Policy Reports | Taxes | Work & Wages

No. 250
Thursday, February 28, 2002
by Edward J. McCaffery

Beyond the Fringe

Experts no longer refer to the various benefits received at the workplace as "fringe" ones; the more common term today is "noncash compensation." No wonder: such forms of remuneration now contribute nearly 40 cents for each dollar earned in cash compensation.26 Tax, again, is a big part of the story. The reason is simple: such forms of noncash compensation as employer-provided medical insurance27 and qualified pension programs28 can be received tax-free. So a worker in the 40 percent tax bracket, say, can get $10 in qualified pension or medical benefits in lieu of $6 in cash, because $10 paid in cash will generate $4 in taxes. It should surprise no one at this point to learn that, as tax rates remained high during the 1950s while the civilian workforce expanded, fringe benefits took off as a major part of the American compensation package.

Congress became worried that its encouragement of medical care and retirement savings through the Tax Code would lead to greater benefits for the rich, upper-income taxpayers in high tax rate brackets. Acting out of good intentions, the law put various anti-discrimination rules in place. In the context of the tax laws, "anti-discrimination" means being opposed to benefits for highly compensated employees. So today employees who go to work for employers with medical care or pension plan provisions in place are often compelled to accept such coverage. A large part of the flourishing "temp" or independent contractor hiring practices is designed to skirt these rules.

"When working women are essentially charged for benefits they do not use, they end up paying for nonworking wives' benefits."

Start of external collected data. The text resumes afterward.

//! In-memory DOM implementing `Driver`
//!
//! Elements match a locator when one of their selectors equals the locator's
//! selector string exactly; text filters and `nth` are applied on top the same
//! way the Chrome backend applies them. Selectors starting with `!!` are
//! treated as malformed and fail every call.

#![allow(dead_code)]

use async_trait::async_trait;
use std::sync::{Arc, Mutex, MutexGuard};
use std::time::{Duration, Instant};
use swaglabs_e2e::{Driver, Locator, Result, StyleOverride, UiError, WaitState};

const POLL_INTERVAL: Duration = Duration::from_millis(5);

#[derive(Debug, Clone, Default)]
pub struct FakeElement {
    pub selectors: Vec<String>,
    pub text: String,
    pub value: String,
    pub visible: bool,
    pub in_viewport: bool,
    /// Strip surrounding whitespace on fill, like a field with input masking
    pub trims_value: bool,
    /// What happens when this element is clicked
    pub on_click: Option<ClickEffect>,
    /// Last style applied, if any
    pub style: Option<StyleOverride>,
}

impl FakeElement {
    pub fn new(selectors: &[&str], text: &str) -> Self {
        Self {
            selectors: selectors.iter().map(|s| s.to_string()).collect(),
            text: text.to_string(),
            visible: true,
            in_viewport: true,
            ..Default::default()
        }
    }

    pub fn hidden(mut self) -> Self {
        self.visible = false;
        self
    }

    pub fn below_fold(mut self) -> Self {
        self.in_viewport = false;
        self
    }

    pub fn trimming(mut self) -> Self {
        self.trims_value = true;
        self
    }

    pub fn navigates_to(mut self, url: &str) -> Self {
        self.on_click = Some(ClickEffect::Navigate(url.to_string()));
        self
    }

    /// Submit the `#user-name` / `#password` form the way the storefront does
    pub fn submits_login(mut self, inventory_url: &str) -> Self {
        self.on_click = Some(ClickEffect::SubmitLogin {
            inventory_url: inventory_url.to_string(),
        });
        self
    }
}

#[derive(Debug, Clone, PartialEq, Eq)]
pub enum ClickEffect {
    Navigate(String),
    /// Land on `inventory_url` for valid credentials, otherwise show the
    /// `[data-test="error"]` banner
    SubmitLogin { inventory_url: String },
}

pub const ERROR_SELECTOR: &str = r#"[data-test="error"]"#;
const ACCEPTED_USERS: &[&str] = &[
    "standard_user",
    "locked_out_user",
    "problem_user",
    "performance_glitch_user",
    "error_user",
    "visual_user",
];

fn login_error(username: &str, password: &str) -> Option<&'static str> {
    if username.is_empty() {
        Some("Epic sadface: Username is required")
    } else if password.is_empty() {
        Some("Epic sadface: Password is required")
    } else if !ACCEPTED_USERS.contains(&username) || password != "secret_sauce" {
        Some("Epic sadface: Username and password do not match any user in this service")
    } else if username == "locked_out_user" {
        Some("Epic sadface: Sorry, this user has been locked out.")
    } else {
        None
    }
}

/// Side effects observed by the fake, in call order
#[derive(Debug, Clone, PartialEq, Eq)]
pub enum Action {
    Navigate(String),
    Click(String),
    Fill(String, String),
    Press(String, String),
    Style(String, usize),
    Scroll(String),
    Screenshot,
    Close,
}

#[derive(Debug, Default)]
struct DomState {
    url: String,
    elements: Vec<FakeElement>,
    actions: Vec<Action>,
    fail_navigation: bool,
    fail_styles: bool,
    closed: bool,
}

/// Cheap to clone; every clone sees the same DOM
#[derive(Debug, Clone, Default)]
pub struct FakeDom {
    state: Arc<Mutex<DomState>>,
}

impl FakeDom {
    pub fn new() -> Self {
        Self::default()
    }

    pub fn with(self, element: FakeElement) -> Self {
        self.add(element);
        self
    }

    pub fn add(&self, element: FakeElement) {
        self.lock().elements.push(element);
    }

    pub fn failing_navigation(self) -> Self {
        self.lock().fail_navigation = true;
        self
    }

    pub fn failing_styles(self) -> Self {
        self.lock().fail_styles = true;
        self
    }

    /// Copy of the current elements as a fresh, unshared DOM
    pub fn snapshot(&self) -> FakeDom {
        let state = self.lock();
        let copy = FakeDom::new();
        {
            let mut inner = copy.lock();
            inner.url = state.url.clone();
            inner.elements = state.elements.clone();
            inner.fail_navigation = state.fail_navigation;
            inner.fail_styles = state.fail_styles;
        }
        copy
    }

    pub fn boxed(&self) -> Box<dyn Driver> {
        Box::new(self.clone())
    }

    pub fn actions(&self) -> Vec<Action> {
        self.lock().actions.clone()
    }

    pub fn clicks(&self) -> usize {
        self.actions()
            .iter()
            .filter(|a| matches!(a, Action::Click(_)))
            .count()
    }

    pub fn url(&self) -> String {
        self.lock().url.clone()
    }

    pub fn is_closed(&self) -> bool {
        self.lock().closed
    }

    pub fn styled_count(&self) -> usize {
        self.lock()
            .elements
            .iter()
            .filter(|e| e.style.is_some())
            .count()
    }

    pub fn value_of(&self, selector: &str) -> Option<String> {
        self.lock()
            .elements
            .iter()
            .find(|e| e.selectors.iter().any(|s| s == selector))
            .map(|e| e.value.clone())
    }

    fn lock(&self) -> MutexGuard<'_, DomState> {
        self.state.lock().unwrap()
    }

    fn record(&self, action: Action) {
        self.lock().actions.push(action);
    }

    /// Indices of the elements `locator` resolves to
    fn resolve(&self, locator: &Locator) -> Result<Vec<usize>> {
        if locator.selector().starts_with("!!") {
            return Err(UiError::Driver(format!(
                "'{}' is not a valid selector",
                locator.selector()
            )));
        }
        let state = self.lock();
        let mut matched: Vec<usize> = state
            .elements
            .iter()
            .enumerate()
            .filter(|(_, e)| e.selectors.iter().any(|s| s == locator.selector()))
            .filter(|(_, e)| locator.filter().map_or(true, |f| f.is_match(&e.text)))
            .map(|(i, _)| i)
            .collect();
        if let Some(index) = locator.index() {
            matched = matched.get(index).copied().into_iter().collect();
        }
        Ok(matched)
    }

    fn one(&self, locator: &Locator) -> Result<usize> {
        let matched = self.resolve(locator)?;
        match matched.as_slice() {
            [index] => Ok(*index),
            [] => Err(UiError::ElementNotFound {
                selector: locator.to_string(),
                state: WaitState::Attached.to_string(),
            }),
            many => Err(UiError::Driver(format!(
                "strict mode violation: {} resolved to {} elements",
                locator,
                many.len()
            ))),
        }
    }

    fn submit_login(&self, inventory_url: String) {
        let username = self.value_of("#user-name").unwrap_or_default();
        let password = self.value_of("#password").unwrap_or_default();
        let mut state = self.lock();
        state
            .elements
            .retain(|e| !e.selectors.iter().any(|s| s == ERROR_SELECTOR));
        match login_error(&username, &password) {
            Some(message) => state
                .elements
                .push(FakeElement::new(&[ERROR_SELECTOR], message)),
            None => state.url = inventory_url,
        }
    }

    fn element(&self, index: usize) -> FakeElement {
        self.lock().elements[index].clone()
    }
}

#[async_trait]
impl Driver for FakeDom {
    async fn navigate(&self, url: &str) -> Result<()> {
        self.record(Action::Navigate(url.to_string()));
        let mut state = self.lock();
        if state.fail_navigation {
            return Err(UiError::Driver("net::ERR_CONNECTION_REFUSED".to_string()));
        }
        state.url = url.to_string();
        Ok(())
    }

    async fn current_url(&self) -> Result<String> {
        Ok(self.url())
    }

    async fn wait_for(&self, locator: &Locator, state: WaitState, timeout: Duration) -> Result<()> {
        let started = Instant::now();
        loop {
            let matched = self.resolve(locator)?;
            let reached = match state {
                WaitState::Attached => !matched.is_empty(),
                WaitState::Visible => matched.iter().any(|&i| self.element(i).visible),
            };
            if reached {
                return Ok(());
            }
            if started.elapsed() >= timeout {
                return Err(UiError::ElementNotFound {
                    selector: locator.to_string(),
                    state: state.to_string(),
                });
            }
            tokio::time::sleep(POLL_INTERVAL).await;
        }
    }

    async fn click(&self, locator: &Locator) -> Result<()> {
        let index = self.one(locator)?;
        let element = self.element(index);
        if !element.visible {
            return Err(UiError::Driver(format!("{} is not visible", locator)));
        }
        self.record(Action::Click(locator.to_string()));
        match element.on_click {
            Some(ClickEffect::Navigate(url)) => self.lock().url = url,
            Some(ClickEffect::SubmitLogin { inventory_url }) => self.submit_login(inventory_url),
            None => {}
        }
        Ok(())
    }

    async fn fill(&self, locator: &Locator, value: &str) -> Result<()> {
        let index = self.one(locator)?;
        let mut state = self.lock();
        let element = &mut state.elements[index];
        element.value = if element.trims_value {
            value.trim().to_string()
        } else {
            value.to_string()
        };
        state
            .actions
            .push(Action::Fill(locator.to_string(), value.to_string()));
        Ok(())
    }

    async fn input_value(&self, locator: &Locator) -> Result<String> {
        let index = self.one(locator)?;
        Ok(self.element(index).value)
    }

    async fn press(&self, locator: &Locator, key: &str) -> Result<()> {
        self.one(locator)?;
        self.record(Action::Press(locator.to_string(), key.to_string()));
        Ok(())
    }

    async fn text_contents(&self, locator: &Locator) -> Result<Vec<String>> {
        let matched = self.resolve(locator)?;
        Ok(matched.into_iter().map(|i| self.element(i).text).collect())
    }

    async fn inner_text(&self, locator: &Locator) -> Result<String> {
        let index = self.one(locator)?;
        Ok(self.element(index).text)
    }

    async fn apply_style(&self, locator: &Locator, style: &StyleOverride) -> Result<usize> {
        if self.lock().fail_styles {
            return Err(UiError::Highlight("style attribute is read-only".to_string()));
        }
        let matched = self.resolve(locator)?;
        {
            let mut state = self.lock();
            for &i in &matched {
                state.elements[i].style = Some(style.clone());
            }
        }
        self.record(Action::Style(locator.to_string(), matched.len()));
        Ok(matched.len())
    }

    async fn scroll_into_view_if_needed(&self, locator: &Locator) -> Result<bool> {
        let index = self.one(locator)?;
        let mut state = self.lock();
        if state.elements[index].in_viewport {
            return Ok(false);
        }
        state.elements[index].in_viewport = true;
        state.actions.push(Action::Scroll(locator.to_string()));
        Ok(true)
    }

    async fn screenshot(&self) -> Result<Vec<u8>> {
        self.record(Action::Screenshot);
        Ok(b"\x89PNG\r\n\x1a\n".to_vec())
    }

    async fn close(&self) -> Result<()> {
        let mut state = self.lock();
        state.closed = true;
        state.actions.push(Action::Close);
        Ok(())
    }
}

Once again, so far, so good. For many Americans, their jobs provide a large portion of their medical insurance and retirement savings needs - though those unemployed or underemployed without health care coverage have legitimate concerns about a national health policy so heavily dependent on the Tax Code. The problem is once again with the working wife. Since Sally's husband Bill is highly likely to be providing medical insurance and retirement savings to the household on account of his work, Sally neither needs nor wants more such benefits. What she needs is help with child care or with the other work-related expenses of being a working mother. When working women are essentially charged for benefits that they do not use, the same situation as occurs under Social Security recurs: working wives end up paying for non-working wives. In the case of so-called fringe benefits, this happens because the already-covered second worker like Sally simply lowers the average costs of a group health care policy - costs that are driven up by workers in one-earner households.